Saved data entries
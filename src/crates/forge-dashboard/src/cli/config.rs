//! Configuration command handlers

use crate::config::{ConfigSource, ForgeConfig};
use crate::error::{ForgeError, Result};
use crate::init;
use colored::Colorize;

/// Handle `forge config init`
pub fn handle_init(project: bool, force: bool) -> Result<()> {
    let path = init::initialize(project, force)?;
    println!("{}", "✓ Configuration written".green().bold());
    println!("  Path: {}", path.display());
    println!("\nEdit [backend] base_url to point at your backend.");
    Ok(())
}

/// Handle `forge config show`
///
/// Prints the effective configuration (after layering and overrides) and
/// which files contributed to it.
pub fn handle_show(config: &ForgeConfig, source: &ConfigSource) -> Result<()> {
    for (label, path, exists) in source.files() {
        let state = if exists { "loaded".green() } else { "not found".dimmed() };
        println!("{} config: {} ({})", label, path.display(), state);
    }
    println!();

    let rendered = toml::to_string_pretty(config)
        .map_err(|e| ForgeError::Config(format!("Failed to render configuration: {}", e)))?;
    println!("{}", rendered);
    Ok(())
}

### [Task description]
Set down nothing but the lines from the one containing "use crate::init;" through the end of the entries above, exactly as written, both ends counted.

### [Response below]
use crate::init;
use colored::Colorize;

/// Handle `forge config init`
pub fn handle_init(project: bool, force: bool) -> Result<()> {
    let path = init::initialize(project, force)?;
    println!("{}", "✓ Configuration written".green().bold());
    println!("  Path: {}", path.display());
    println!("\nEdit [backend] base_url to point at your backend.");
    Ok(())
}

/// Handle `forge config show`
///
/// Prints the effective configuration (after layering and overrides) and
/// which files contributed to it.
pub fn handle_show(config: &ForgeConfig, source: &ConfigSource) -> Result<()> {
    for (label, path, exists) in source.files() {
        let state = if exists { "loaded".green() } else { "not found".dimmed() };
        println!("{} config: {} ({})", label, path.display(), state);
    }
    println!();

    let rendered = toml::to_string_pretty(config)
        .map_err(|e| ForgeError::Config(format!("Failed to render configuration: {}", e)))?;
    println!("{}", rendered);
    Ok(())
}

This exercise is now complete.